2. The burner of claim 1, wherein said inlet tube and said barrel have an annular configuration.

3. The burner of claim 2, wherein said first opening of said inlet tube has a substantially greater diameter than said opening at said second end.

4. The burner of claim 2, wherein said ports are arranged in individual rows around said barrel.

5. The burner of claim 2, wherein said ports are arranged in a helix around said barrel.

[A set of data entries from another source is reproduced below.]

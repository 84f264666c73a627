//
//  profilescout
//  cli/enrich.rs
//
//  Created by Ngonidzashe Mangudya on 2026/01/12.
//  Copyright (c) 2025 IAMNGONI. All rights reserved.
//

//! Enrichment commands

use anyhow::Result;
use clap::{Args, Subcommand};
use console::style;
use serde::Serialize;

use crate::api::{
    ContactsOptions, ContactsResponse, PostReactionsResponse, Profile, ReactionsOptions,
    ScrapeOptions, ScrapeResponse,
};
use crate::output::{or_dash, print_field, print_header, truncate, TableBuilder, TableOutput};

use super::GlobalOptions;

/// Enrich a single profile or post
#[derive(Args, Debug)]
pub struct EnrichCommand {
    #[command(subcommand)]
    pub command: EnrichSubcommand,
}

#[derive(Subcommand, Debug)]
pub enum EnrichSubcommand {
    /// Find email addresses and phone numbers for a profile
    Contacts(ContactsArgs),

    /// Scrape a profile live
    Scrape(ScrapeArgs),

    /// Show the stored profile for a LinkedIn URL
    Profile(ProfileArgs),

    /// List reactions to a post
    Reactions(ReactionsArgs),
}

#[derive(Args, Debug)]
pub struct ContactsArgs {
    /// LinkedIn profile URL
    pub linkedin_url: String,

    /// Look up email addresses
    #[arg(long)]
    pub email: bool,

    /// Look up phone numbers
    #[arg(long)]
    pub phone: bool,
}

#[derive(Args, Debug)]
pub struct ScrapeArgs {
    /// LinkedIn profile URL
    pub linkedin_url: String,

    /// Include recent posts
    #[arg(long)]
    pub posts: bool,

    /// Include work experience
    #[arg(long)]
    pub experience: bool,

    /// Include education
    #[arg(long)]
    pub education: bool,
}

#[derive(Args, Debug)]
pub struct ProfileArgs {
    /// LinkedIn profile URL
    pub linkedin_url: String,
}

#[derive(Args, Debug)]
pub struct ReactionsArgs {
    /// LinkedIn post URL
    pub post_url: String,

    /// Only this reaction type (like, celebrate, ...)
    #[arg(long = "type", value_name = "TYPE")]
    pub reaction_type: Option<String>,

    /// Page number
    #[arg(long)]
    pub page: Option<u32>,

    /// Reactions per page
    #[arg(long, short = 'l')]
    pub limit: Option<u32>,
}

#[derive(Debug, Serialize)]
struct ContactsView(ContactsResponse);

impl TableOutput for ContactsView {
    fn print_table(&self, color: bool) {
        if self.0.contacts.is_empty() {
            println!("No contact details found.");
            return;
        }
        let rows = self.0.contacts.iter().map(|c| {
            vec![
                c.kind.clone(),
                c.value.clone(),
                c.rating.map(|r| format!("{:.2}", r)).unwrap_or_else(|| "-".to_string()),
            ]
        });
        TableBuilder::new()
            .color(color)
            .headers(["TYPE", "VALUE", "RATING"])
            .rows(rows)
            .print();
    }
}

#[derive(Debug, Serialize)]
struct ProfileView(Profile);

impl TableOutput for ProfileView {
    fn print_table(&self, color: bool) {
        print_profile(&self.0, color);
    }
}

fn print_profile(p: &Profile, color: bool) {
    let name = or_dash(p.name.as_deref());
    if color {
        println!("{}", style(name).bold());
    } else {
        println!("{}", name);
    }
    if let Some(headline) = &p.headline {
        println!("{}", headline);
    }
    println!();
    print_field("  Title", &or_dash(p.title.as_deref()), color);
    print_field("  Location", &or_dash(p.location.as_deref()), color);
    print_field("  LinkedIn", &or_dash(p.linkedin_url.as_deref()), color);
    if let Some(followers) = p.followers_count {
        print_field("  Followers", &followers.to_string(), color);
    }
    if !p.skills.is_empty() {
        print_field("  Skills", &p.skills.join(", "), color);
    }
    if !p.websites.is_empty() {
        print_field("  Websites", &p.websites.join(", "), color);
    }
}

#[derive(Debug, Serialize)]
struct ScrapeView(ScrapeResponse);

impl TableOutput for ScrapeView {
    fn print_table(&self, color: bool) {
        print_profile(&self.0.profile, color);

        if !self.0.experience.is_empty() {
            println!();
            print_header("Experience");
            for e in &self.0.experience {
                let period = format!(
                    "{} - {}",
                    or_dash(e.start_date.as_deref()),
                    if e.is_current.unwrap_or(false) {
                        "present".to_string()
                    } else {
                        or_dash(e.end_date.as_deref())
                    }
                );
                println!(
                    "  {} at {} ({})",
                    or_dash(e.title.as_deref()),
                    or_dash(e.company_name.as_deref()),
                    period
                );
            }
        }

        if !self.0.education.is_empty() {
            println!();
            print_header("Education");
            for e in &self.0.education {
                println!(
                    "  {} {}",
                    or_dash(e.school_name.as_deref()),
                    e.degree.as_deref().map(|d| format!("({})", d)).unwrap_or_default()
                );
            }
        }

        if !self.0.posts.is_empty() {
            println!();
            print_header("Posts");
            for post in &self.0.posts {
                println!(
                    "  [{}] {}",
                    or_dash(post.posted_at.as_deref()),
                    truncate(&or_dash(post.text.as_deref()).replace('\n', " "), 80)
                );
            }
        }
    }
}

#[derive(Debug, Serialize)]
struct ReactionsView(PostReactionsResponse);

impl TableOutput for ReactionsView {
    fn print_table(&self, color: bool) {
        if self.0.reactions.is_empty() {
            println!("No reactions found.");
            return;
        }
        let rows = self.0.reactions.iter().map(|r| {
            vec![
                or_dash(r.reaction_type.as_deref()),
                or_dash(r.reactor.name.as_deref()),
                truncate(&or_dash(r.reactor.headline.as_deref()), 48),
                or_dash(r.reactor.linkedin_url.as_deref()),
            ]
        });
        TableBuilder::new()
            .color(color)
            .headers(["REACTION", "NAME", "HEADLINE", "LINKEDIN"])
            .rows(rows)
            .print();

        if let Some(total) = self.0.total {
            println!();
            println!(
                "Showing {} of {} reaction(s), page {}",
                self.0.reactions.len(),
                total,
                self.0.page.unwrap_or(1)
            );
        }
    }
}

impl EnrichCommand {
    pub async fn run(&self, global: &GlobalOptions) -> Result<()> {
        let client = global.client()?;
        let writer = global.writer();

        match &self.command {
            EnrichSubcommand::Contacts(args) => {
                let options = ContactsOptions {
                    linkedin_url: args.linkedin_url.clone(),
                    email_enrichment: args.email.then_some(true),
                    phone_enrichment: args.phone.then_some(true),
                };
                let response = client.enrich_contacts(&options).await?;
                writer.write(&ContactsView(response))
            }
            EnrichSubcommand::Scrape(args) => {
                let options = ScrapeOptions {
                    linkedin_url: args.linkedin_url.clone(),
                    include_posts: args.posts.then_some(true),
                    include_experience: args.experience.then_some(true),
                    include_education: args.education.then_some(true),
                };
                let response = client.scrape_profile(&options).await?;
                writer.write(&ScrapeView(response))
            }
            EnrichSubcommand::Profile(args) => {
                let profile = client.get_profile(&args.linkedin_url).await?;
                writer.write(&ProfileView(profile))
            }
            EnrichSubcommand::Reactions(args) => {
                let options = ReactionsOptions {
                    post_url: args.post_url.clone(),
                    reaction_type: args.reaction_type.clone(),
                    page: args.page,
                    limit: args.limit,
                };
                let response = client.post_reactions(&options).await?;
                writer.write(&ReactionsView(response))
            }
        }
    }
}
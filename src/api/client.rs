//
//  profilescout
//  api/client.rs
//
//  Created by Ngonidzashe Mangudya on 2026/01/12.
//  Copyright (c) 2025 IAMNGONI. All rights reserved.
//

//! # ProfileScout Client
//!
//! [`ScoutClient`] owns one credential, one base URL and one
//! [`RequestEngine`]. The endpoint methods live next to their types in
//! [`search`](super::search), [`research`](super::research),
//! [`enrich`](super::enrich) and [`account`](super::account); each one goes
//! through [`ScoutClient::get`] or [`ScoutClient::post`]:
//!
//! ```text
//! options -> Params -> normalize_params -> build_url -> execute -> T
//! ```

use std::sync::Arc;
use std::time::Duration;

use serde::de::DeserializeOwned;
use serde::Serialize;
use serde_json::Value;

use crate::auth::{Credential, CredentialSource, EnvSource};
use crate::config::Config;

use super::common::{ApiError, DEFAULT_PAGE_SIZE};
use super::params::{normalize_params, Params};
use super::polling::PollOptions;
use super::request::{RequestEngine, RequestOptions, RetryPolicy};
use super::transport::{HttpTransport, ReqwestTransport};
use super::url::build_url;

/// Origin used when no base URL is configured.
pub const DEFAULT_BASE_URL: &str = "https://api.profilescout.dev";

/// Typed client for the ProfileScout API.
///
/// Cloning is cheap and clones share the underlying transport.
///
/// # Example
///
/// ```rust,no_run
/// use profilescout::api::ScoutClient;
///
/// # async fn example() -> Result<(), profilescout::api::ApiError> {
/// let client = ScoutClient::builder().api_key("sk-live-123").build()?;
/// let credits = client.credits().await?;
/// println!("{} credits left", credits.credits_remaining);
/// # Ok(())
/// # }
/// ```
#[derive(Clone)]
pub struct ScoutClient {
    engine: RequestEngine,
    credential: Credential,
    base_url: String,
    poll: PollOptions,
    page_size: u32,
}

impl std::fmt::Debug for ScoutClient {
    fn fmt(&self, f: &mut std::fmt::Formatter<'_>) -> std::fmt::Result {
        f.debug_struct("ScoutClient")
            .field("base_url", &self.base_url)
            .field("credential", &self.credential)
            .field("policy", self.engine.policy())
            .field("poll", &self.poll)
            .field("page_size", &self.page_size)
            .finish()
    }
}

impl ScoutClient {
    /// Starts building a client.
    pub fn builder() -> ScoutClientBuilder {
        ScoutClientBuilder::default()
    }

    /// Creates a client with default settings.
    ///
    /// Uses `api_key` when given, otherwise `PROFILESCOUT_API_KEY`.
    pub fn new(api_key: Option<&str>) -> Result<Self, ApiError> {
        let mut builder = Self::builder();
        if let Some(key) = api_key {
            builder = builder.api_key(key);
        }
        builder.build()
    }

    /// Creates a client from file configuration plus an optional key.
    pub fn from_config(config: &Config, api_key: Option<&str>) -> Result<Self, ApiError> {
        let mut builder = Self::builder().config(config);
        if let Some(key) = api_key {
            builder = builder.api_key(key);
        }
        builder.build()
    }

    /// Returns the origin requests are sent to.
    pub fn base_url(&self) -> &str {
        &self.base_url
    }

    /// Returns the default polling settings for deep research jobs.
    pub fn poll_options(&self) -> PollOptions {
        self.poll
    }

    /// Returns the page size used by [`search_all`](Self::search_all).
    pub fn page_size(&self) -> u32 {
        self.page_size
    }

    /// Sends a request to `path` and returns the raw JSON value.
    ///
    /// `params` are normalized before being encoded into the query string.
    pub async fn request(
        &self,
        path: &str,
        params: Option<&Params>,
        options: &RequestOptions,
    ) -> Result<Value, ApiError> {
        let wire = params.map(normalize_params);
        let url = build_url(&self.base_url, path, wire.as_ref())?;
        self.engine.execute(&url, &self.credential, options).await
    }

    /// GET `path` with query `params`, decoded into `T`.
    pub async fn get<T: DeserializeOwned>(&self, path: &str, params: &Params) -> Result<T, ApiError> {
        let value = self.request(path, Some(params), &RequestOptions::get()).await?;
        decode(value)
    }

    /// POST `body` as JSON to `path`, decoded into `T`.
    pub async fn post<T: DeserializeOwned, B: Serialize>(
        &self,
        path: &str,
        body: &B,
    ) -> Result<T, ApiError> {
        let body = serde_json::to_value(body)
            .map_err(|e| ApiError::generic(0, format!("failed to encode request body: {}", e)))?;
        let value = self.request(path, None, &RequestOptions::post(body)).await?;
        decode(value)
    }
}

fn decode<T: DeserializeOwned>(value: Value) -> Result<T, ApiError> {
    serde_json::from_value(value)
        .map_err(|e| ApiError::generic(0, format!("unexpected response format: {}", e)))
}

/// Builder for [`ScoutClient`].
pub struct ScoutClientBuilder {
    api_key: Option<String>,
    base_url: String,
    retry: RetryPolicy,
    poll: PollOptions,
    page_size: u32,
    timeout: Option<Duration>,
    transport: Option<Arc<dyn HttpTransport>>,
    source: Option<Box<dyn CredentialSource>>,
}

impl Default for ScoutClientBuilder {
    fn default() -> Self {
        Self {
            api_key: None,
            base_url: DEFAULT_BASE_URL.to_string(),
            retry: RetryPolicy::default(),
            poll: PollOptions::default(),
            page_size: DEFAULT_PAGE_SIZE,
            timeout: None,
            transport: None,
            source: None,
        }
    }
}

impl ScoutClientBuilder {
    /// Uses `key` instead of looking one up.
    pub fn api_key(mut self, key: impl Into<String>) -> Self {
        self.api_key = Some(key.into());
        self
    }

    /// Sends requests to `url` instead of [`DEFAULT_BASE_URL`].
    pub fn base_url(mut self, url: impl Into<String>) -> Self {
        self.base_url = url.into();
        self
    }

    pub fn retry_policy(mut self, policy: RetryPolicy) -> Self {
        self.retry = policy;
        self
    }

    pub fn poll_options(mut self, options: PollOptions) -> Self {
        self.poll = options;
        self
    }

    pub fn page_size(mut self, size: u32) -> Self {
        self.page_size = size;
        self
    }

    /// Per-request timeout for the default transport.
    pub fn timeout(mut self, timeout: Duration) -> Self {
        self.timeout = Some(timeout);
        self
    }

    /// Replaces the default `reqwest` transport.
    pub fn transport(mut self, transport: Arc<dyn HttpTransport>) -> Self {
        self.transport = Some(transport);
        self
    }

    /// Replaces the process environment as the fallback key source.
    pub fn credential_source(mut self, source: impl CredentialSource + 'static) -> Self {
        self.source = Some(Box::new(source));
        self
    }

    /// Applies every setting from a configuration file.
    pub fn config(self, config: &Config) -> Self {
        self.base_url(config.api.base_url.clone())
            .retry_policy(config.retry.policy())
            .poll_options(config.polling.options())
            .page_size(config.search.page_size)
    }

    /// Resolves the credential and creates the client.
    ///
    /// # Errors
    ///
    /// Returns an Auth error when no API key is available, or a Generic
    /// error when the HTTP client cannot be created.
    pub fn build(self) -> Result<ScoutClient, ApiError> {
        let credential = match self.source.as_deref() {
            Some(source) => Credential::resolve(self.api_key.as_deref(), source)?,
            None => Credential::resolve(self.api_key.as_deref(), &EnvSource)?,
        };

        let transport: Arc<dyn HttpTransport> = match self.transport {
            Some(transport) => transport,
            None => {
                let transport = match self.timeout {
                    Some(timeout) => ReqwestTransport::with_timeout(timeout),
                    None => ReqwestTransport::new(),
                }
                .map_err(|e| ApiError::generic(0, format!("failed to create HTTP client: {}", e)))?;
                Arc::new(transport)
            }
        };

        Ok(ScoutClient {
            engine: RequestEngine::new(transport, self.retry),
            credential,
            base_url: self.base_url.trim_end_matches('/').to_string(),
            poll: self.poll,
            page_size: self.page_size.max(1),
        })
    }
}
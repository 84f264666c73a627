//
//  profilescout
//  output/mod.rs
//
//  Created by Ngonidzashe Mangudya on 2026/01/12.
//  Copyright (c) 2025 IAMNGONI. All rights reserved.
//

//! # Output Module
//!
//! Renders command results either as human-readable tables or as JSON.
//!
//! - [`OutputFormat`]: Which of the two to produce
//! - [`OutputWriter`]: Writes values and status messages in that format
//! - [`TableOutput`]: Implemented by every displayable result
//! - [`table`]: `comfy_table` helpers
//!
//! ## Example
//!
//! ```rust,ignore
//! use profilescout::output::{OutputFormat, OutputWriter};
//!
//! let writer = OutputWriter::new(OutputFormat::Json);
//! writer.write(&credits)?;
//! writer.write_success("Job cancelled");
//! ```

mod table;

pub use table::*;

use serde::Serialize;

/// Available output formats.
#[derive(Debug, Clone, Copy, PartialEq, Eq, Default)]
pub enum OutputFormat {
    /// Tables and labelled fields, colored when the terminal supports it.
    #[default]
    Table,
    /// Pretty-printed JSON of the API response.
    Json,
}

/// Writes results and messages to stdout/stderr.
pub struct OutputWriter {
    format: OutputFormat,
    color: bool,
}

impl OutputWriter {
    pub fn new(format: OutputFormat) -> Self {
        Self {
            format,
            color: console::colors_enabled(),
        }
    }

    /// Returns `true` when writing JSON.
    pub fn is_json(&self) -> bool {
        self.format == OutputFormat::Json
    }

    /// Writes one value.
    pub fn write<T: Serialize + TableOutput>(&self, value: &T) -> anyhow::Result<()> {
        match self.format {
            OutputFormat::Json => println!("{}", serde_json::to_string_pretty(value)?),
            OutputFormat::Table => value.print_table(self.color),
        }
        Ok(())
    }

    pub fn write_warning(&self, msg: &str) {
        use console::style;
        if self.color {
            eprintln!("{} {}", style("warning:").yellow().bold(), msg);
        } else {
            eprintln!("warning: {}", msg);
        }
    }

    pub fn write_info(&self, msg: &str) {
        println!("{}", msg);
    }

    pub fn write_success(&self, msg: &str) {
        use console::style;
        if self.color {
            println!("{} {}", style("✓").green().bold(), msg);
        } else {
            println!("✓ {}", msg);
        }
    }
}

/// Human-readable rendering of a result.
pub trait TableOutput {
    fn print_table(&self, color: bool);
}

/// Prints a bold title underlined with dashes.
pub fn print_header(text: &str) {
    use console::style;
    println!("{}", style(text).bold());
    println!("{}", "-".repeat(text.chars().count()));
}

/// Prints a `key: value` line with a dimmed key.
pub fn print_field(key: &str, value: &str, color: bool) {
    use console::style;
    if color {
        println!("{}: {}", style(key).dim(), value);
    } else {
        println!("{}: {}", key, value);
    }
}

/// Returns the value or `-` for display.
pub fn or_dash(value: Option<&str>) -> String {
    match value {
        Some(v) if !v.trim().is_empty() => v.to_string(),
        _ => "-".to_string(),
    }
}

6. An improved hot water system including an elongate pressure vessel and heat exchanger means disposed proximate the pressure vessel in fluid communication with the pressure vessel, wherein the improvement comprises: an atmospheric gas burner disposed proximate said pressure vessel and said heat exchanger means, in heat exchange relation with said heat exchanger means, said burner receiving air and fuel gas, venting said air and fuel gas for burning, and having: an inlet tube with a first dome shaped segment and a second flared end segment, said end segments disposed at opposite ends of said inlet tube along the longitudinal axis of said inlet tube, said inlet tube also having a constricted middle portion forming a throat and a first opening at said first end segment and a second opening at said second opposite end segment, said first opening receiving fuel gas and air; and an elongate barrel secured to said inlet tube, said barrel having an opening in communication with said second flared end segment of said inlet tube and a plurality of ports disposed in circumferentially spaced relation around said barrel and forming a predetermined configuration, said ports having a width substantially smaller than their length and venting the air and fuel gas which flows from said inlet tube to said barrel for forming upon ignition of the air and fuel gas at said ports a thin combustion layer of small, nonluminous bluish flames around said barrel, said combustion layer heating the segments of said barrel disposed adjacent said ports to a temperature at which said segments radiate infrared heat, said longitudinal axis of said barrel being substantially coaxial with said longitudinal axis of said inlet tube and substantially parallel to the longitudinal axis of said pressure vessel.